All of lore.kernel.org
 help / color / mirror / Atom feed
From: David Hildenbrand <david@redhat.com>
To: Anshuman Khandual <anshuman.khandual@arm.com>,
	Muchun Song <songmuchun@bytedance.com>,
	will@kernel.org, akpm@linux-foundation.org, bodeddub@amazon.com,
	osalvador@suse.de, mike.kravetz@oracle.com, rientjes@google.com
Cc: linux-arm-kernel@lists.infradead.org,
	linux-kernel@vger.kernel.org, linux-mm@kvack.org,
	duanxiongchun@bytedance.com, fam.zheng@bytedance.com,
	zhengqi.arch@bytedance.com
Subject: Re: [PATCH] arm64: mm: hugetlb: add support for free vmemmap pages of HugeTLB
Date: Thu, 20 May 2021 13:59:28 +0200	[thread overview]
Message-ID: <45c1a368-3d31-e92d-f120-4dca0eb2111d@redhat.com> (raw)
In-Reply-To: <df8a0fd5-2389-6ef0-b8e2-1c56663e7868@arm.com>

On 20.05.21 13:54, Anshuman Khandual wrote:
> 
> On 5/19/21 5:33 PM, David Hildenbrand wrote:
>> On 19.05.21 13:45, Anshuman Khandual wrote:
>>>
>>>
>>> On 5/18/21 2:48 PM, Muchun Song wrote:
>>>> The preparation of supporting freeing vmemmap associated with each
>>>> HugeTLB page is ready, so we can support this feature for arm64.
>>>>
>>>> Signed-off-by: Muchun Song <songmuchun@bytedance.com>
>>>> ---
>>>>    arch/arm64/mm/mmu.c | 5 +++++
>>>>    fs/Kconfig          | 2 +-
>>>>    2 files changed, 6 insertions(+), 1 deletion(-)
>>>>
>>>> diff --git a/arch/arm64/mm/mmu.c b/arch/arm64/mm/mmu.c
>>>> index 5d37e461c41f..967b01ce468d 100644
>>>> --- a/arch/arm64/mm/mmu.c
>>>> +++ b/arch/arm64/mm/mmu.c
>>>> @@ -23,6 +23,7 @@
>>>>    #include <linux/mm.h>
>>>>    #include <linux/vmalloc.h>
>>>>    #include <linux/set_memory.h>
>>>> +#include <linux/hugetlb.h>
>>>>      #include <asm/barrier.h>
>>>>    #include <asm/cputype.h>
>>>> @@ -1134,6 +1135,10 @@ int __meminit vmemmap_populate(unsigned long start, unsigned long end, int node,
>>>>        pmd_t *pmdp;
>>>>          WARN_ON((start < VMEMMAP_START) || (end > VMEMMAP_END));
>>>> +
>>>> +    if (is_hugetlb_free_vmemmap_enabled() && !altmap)
>>>> +        return vmemmap_populate_basepages(start, end, node, altmap);
>>>
>>> Not considering the fact that this will force the kernel to have only
>>> base page size mapping for vmemmap (unless altmap is also requested)
>>> which might reduce the performance, it also enables vmemmap mapping to
>>> be teared down or build up at runtime which could potentially collide
>>> with other kernel page table walkers like ptdump or memory hotremove
>>> operation ! How those possible collisions are protected right now ?
>>
>> Hi Anshuman,
>>
>> Memory hotremove is not an issue IIRC. At the time memory is removed, all huge pages either have been migrated away or dissolved; the vmemmap is stable.
> 
> But what happens when a hot remove section's vmemmap area (which is being
> teared down) is nearby another vmemmap area which is either created or
> being destroyed for HugeTLB alloc/free purpose.

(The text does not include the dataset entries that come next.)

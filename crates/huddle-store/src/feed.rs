use std::time::Duration;

use futures::Stream;
use huddle_types::{ChangeEvent, ChangeKind};
use tokio::sync::{mpsc, oneshot};
use tokio::task::JoinHandle;

use crate::query::{scalar_text, Filter};

const CLOSE_TIMEOUT: Duration = Duration::from_secs(2);

/// Which row events a feed delivers
#[derive(Debug, Clone, Copy, PartialEq, Eq, Default)]
pub enum FeedEvent {
    Insert,
    Update,
    Delete,
    #[default]
    All,
}

impl FeedEvent {
    /// Wire name used in realtime join payloads
    pub fn as_str(self) -> &'static str {
        match self {
            FeedEvent::Insert => "INSERT",
            FeedEvent::Update => "UPDATE",
            FeedEvent::Delete => "DELETE",
            FeedEvent::All => "*",
        }
    }

    pub fn accepts(self, kind: ChangeKind) -> bool {
        matches!(
            (self, kind),
            (FeedEvent::All, _)
                | (FeedEvent::Insert, ChangeKind::Insert)
                | (FeedEvent::Update, ChangeKind::Update)
                | (FeedEvent::Delete, ChangeKind::Delete)
        )
    }
}

/// Subscription key: (schema, table, optional row filter)
#[derive(Debug, Clone, PartialEq)]
pub struct FeedSpec {
    pub schema: String,
    pub table: String,
    pub event: FeedEvent,
    pub filter: Option<Filter>,
}

impl FeedSpec {
    pub fn new(table: impl Into<String>) -> Self {
        Self {
            schema: "public".to_string(),
            table: table.into(),
            event: FeedEvent::All,
            filter: None,
        }
    }

    pub fn on(mut self, event: FeedEvent) -> Self {
        self.event = event;
        self
    }

    pub fn filter_eq(mut self, column: impl Into<String>, value: impl ToString) -> Self {
        self.filter = Some(Filter::eq(column, value));
        self
    }

    /// Channel topic name used by the realtime server
    pub fn topic(&self) -> String {
        match self.filter_expr() {
            Some(expr) => format!("realtime:{}:{}:{}", self.schema, self.table, expr),
            None => format!("realtime:{}:{}", self.schema, self.table),
        }
    }

    /// Row filter as the realtime server expects it, e.g. `channel_id=eq.42`
    pub fn filter_expr(&self) -> Option<String> {
        self.filter
            .as_ref()
            .map(|f| format!("{}={}", f.column(), f.operand()))
    }

    /// Whether an event belongs to this feed.
    ///
    /// Delete events usually carry only the primary key, so a filter column
    /// missing from the old row image does not exclude the event.
    pub fn matches(&self, event: &ChangeEvent) -> bool {
        if event.schema != self.schema || event.table != self.table || !self.event.accepts(event.kind) {
            return false;
        }
        let filter = match &self.filter {
            Some(f) => f,
            None => return true,
        };
        match event.kind {
            ChangeKind::Delete => match event.old_record.as_ref() {
                Some(old) if old.get(filter.column()).is_some() => filter.matches(old),
                _ => true,
            },
            _ => event.record.as_ref().is_some_and(|r| filter.matches(r)),
        }
    }
}

/// Live change feed. Closing (or dropping) it stops delivery.
pub struct ChangeFeed {
    spec: FeedSpec,
    receiver: mpsc::Receiver<ChangeEvent>,
    shutdown: Option<oneshot::Sender<()>>,
    task: Option<JoinHandle<()>>,
}

impl ChangeFeed {
    /// Feed fed directly by a sender held elsewhere (in-process stores)
    pub fn new(spec: FeedSpec, receiver: mpsc::Receiver<ChangeEvent>) -> Self {
        Self {
            spec,
            receiver,
            shutdown: None,
            task: None,
        }
    }

    /// Feed backed by a background connection task
    pub fn with_task(
        spec: FeedSpec,
        receiver: mpsc::Receiver<ChangeEvent>,
        shutdown: oneshot::Sender<()>,
        task: JoinHandle<()>,
    ) -> Self {
        Self {
            spec,
            receiver,
            shutdown: Some(shutdown),
            task: Some(task),
        }
    }

    pub fn spec(&self) -> &FeedSpec {
        &self.spec
    }

    /// Next event; `None` once the feed is closed
    pub async fn recv(&mut self) -> Option<ChangeEvent> {
        self.receiver.recv().await
    }

    /// Next buffered event without waiting
    pub fn try_recv(&mut self) -> Option<ChangeEvent> {
        self.receiver.try_recv().ok()
    }

    /// Stop delivery and wait for the connection task to finish
    pub async fn close(mut self) {
        if let Some(shutdown) = self.shutdown.take() {
            let _ = shutdown.send(());
        }
        self.receiver.close();
        if let Some(task) = self.task.take() {
            if tokio::time::timeout(CLOSE_TIMEOUT, task).await.is_err() {
                tracing::warn!("Realtime feed for {} did not stop in time", self.spec.table);
            }
        }
        tracing::debug!("Closed change feed on {}", self.spec.topic());
    }

    pub fn into_stream(mut self) -> impl Stream<Item = ChangeEvent> {
        async_stream::stream! {
            while let Some(event) = self.receiver.recv().await {
                yield event;
            }
        }
    }
}

impl Drop for ChangeFeed {
    fn drop(&mut self) {
        if let Some(shutdown) = self.shutdown.take() {
            let _ = shutdown.send(());
        }
    }
}

impl std::fmt::Debug for ChangeFeed {
    fn fmt(&self, f: &mut std::fmt::Formatter<'_>) -> std::fmt::Result {
        f.debug_struct("ChangeFeed")
            .field("topic", &self.spec.topic())
            .field("closed", &self.receiver.is_closed())
            .finish()
    }
}

/// Text value of `column` in the new row image, else in the old one
pub fn event_column(event: &ChangeEvent, column: &str) -> Option<String> {
    event
        .record
        .as_ref()
        .and_then(|r| r.get(column))
        .or_else(|| event.old_record.as_ref().and_then(|r| r.get(column)))
        .map(scalar_text)
}

#[cfg(test)]
mod tests {
    use super::*;
    use serde_json::json;

    #[test]
    fn test_spec_matches_filtered_inserts() {
        let spec = FeedSpec::new("messages").on(FeedEvent::Insert).filter_eq("channel_id", "c1");
        assert_eq!(spec.filter_expr().as_deref(), Some("channel_id=eq.c1"));

        let hit = ChangeEvent::insert("messages", json!({"id": "m1", "channel_id": "c1"}));
        let other_channel = ChangeEvent::insert("messages", json!({"id": "m2", "channel_id": "c2"}));
        let update = ChangeEvent::update("messages", json!({"id": "m1", "channel_id": "c1"}), None);
        assert!(spec.matches(&hit));
        assert!(!spec.matches(&other_channel));
        assert!(!spec.matches(&update));
    }

    #[test]
    fn test_delete_with_key_only_passes_filter() {
        let spec = FeedSpec::new("channel_members").filter_eq("user_id", "u1");
        let delete = ChangeEvent::delete("channel_members", json!({"id": "row-1"}));
        assert!(spec.matches(&delete));
        let foreign = ChangeEvent::delete("channel_members", json!({"id": "row-2", "user_id": "u2"}));
        assert!(!spec.matches(&foreign));
    }

    #[tokio::test]
    async fn test_close_ends_delivery() {
        let (tx, rx) = mpsc::channel(4);
        let feed = ChangeFeed::new(FeedSpec::new("messages"), rx);
        feed.close().await;
        assert!(tx.is_closed());
    }
}
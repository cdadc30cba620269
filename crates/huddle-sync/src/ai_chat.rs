// AI chat list, active conversation and model reply orchestration

use std::sync::Arc;

use chrono::Utc;
use huddle_llm::{ChatSession, Generator};
use huddle_store::repositories::{
    AiChatRepository, AiMessageRepository, ParticipantRepository, AI_CHATS, AI_MESSAGES,
};
use huddle_store::{event_column, ChangeFeed, FeedSpec, RemoteStore};
use huddle_types::{AiChat, AiChatParticipant, AiMessage, AuthUser, ChangeEvent, ChangeKind, Privacy};

use crate::error::{Result, SyncError};
use crate::timeline::Timeline;

pub struct AiChatSync {
    user: Option<AuthUser>,
    generator: Generator,
    store: Arc<dyn RemoteStore>,
    chat_repo: AiChatRepository,
    message_repo: AiMessageRepository,
    participant_repo: ParticipantRepository,
    chats: Vec<AiChat>,
    active: Option<AiChat>,
    messages: Timeline<AiMessage>,
    participants: Vec<AiChatParticipant>,
    session: Option<ChatSession>,
    loading: bool,
    sending: bool,
    last_error: Option<String>,
    chats_feed: Option<ChangeFeed>,
    messages_feed: Option<ChangeFeed>,
}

As you mentioned HugeTLB
> pages inside the hot remove section might be safe. But what about other
> HugeTLB areas whose vmemmap area shares page table entries with vmemmap
> entries for a section being hot removed ? Massive HugeTLB alloc/use/free
> test cycle using memory just adjacent to a memory hotplug area, which is
> always added and removed periodically, should be able to expose this problem.
> 
> IIUC unlike vmalloc(), vmemap mapping areas in the kernel page table were
> always constant unless there are hotplug add or remove operations which
> are protected with a hotplug lock. Now with this change, we could have
> simultaneous walking and add or remove of the vmemap areas without any
> synchronization. Is not this problematic ?
> 
> On arm64 memory hot remove operation empties free portions of the vmemmap
> table after clearing them. Hence all concurrent walkers (hugetlb_vmemmap,
> hot remove, ptdump etc) need to be synchronized against hot remove.
> 
>  From arch/arm64/mm/mmu.c
> 
> void vmemmap_free(unsigned long start, unsigned long end,
>                  struct vmem_altmap *altmap)
> {
> #ifdef CONFIG_MEMORY_HOTPLUG
>          WARN_ON((start < VMEMMAP_START) || (end > VMEMMAP_END));
> 
>          unmap_hotplug_range(start, end, true, altmap);
>          free_empty_tables(start, end, VMEMMAP_START, VMEMMAP_END);
> #endif
> }

You are right, however, AFAIR

1) We always populate base pages, meaning we only modify PTEs and not 
actually add/remove page tables when creating/destroying a hugetlb page. 
Page table walkers should be fine and not suddenly run into a 
use-after-free.

2) For pfn_to_page() users to never fault, we have to do an atomic 
exchange of PTES, meaning, someone traversing a page table looking for 
pte_none() entries (like free_empty_tables() in your example) should 
never get a false positive.

Makes sense, or am I missing something?

> 
>>
>> vmemmap access (accessing the memmap via a virtual address) itself is not an issue. Manually walking (vmemmap) page tables might behave
> 
> Right.
> 
> differently, not sure if ptdump would require any synchronization.
> 
> Dumping an wrong value is probably okay but crashing because a page table
> entry is being freed after ptdump acquired the pointer is bad. On arm64,
> ptdump() is protected against hotremove via [get|put]_online_mems().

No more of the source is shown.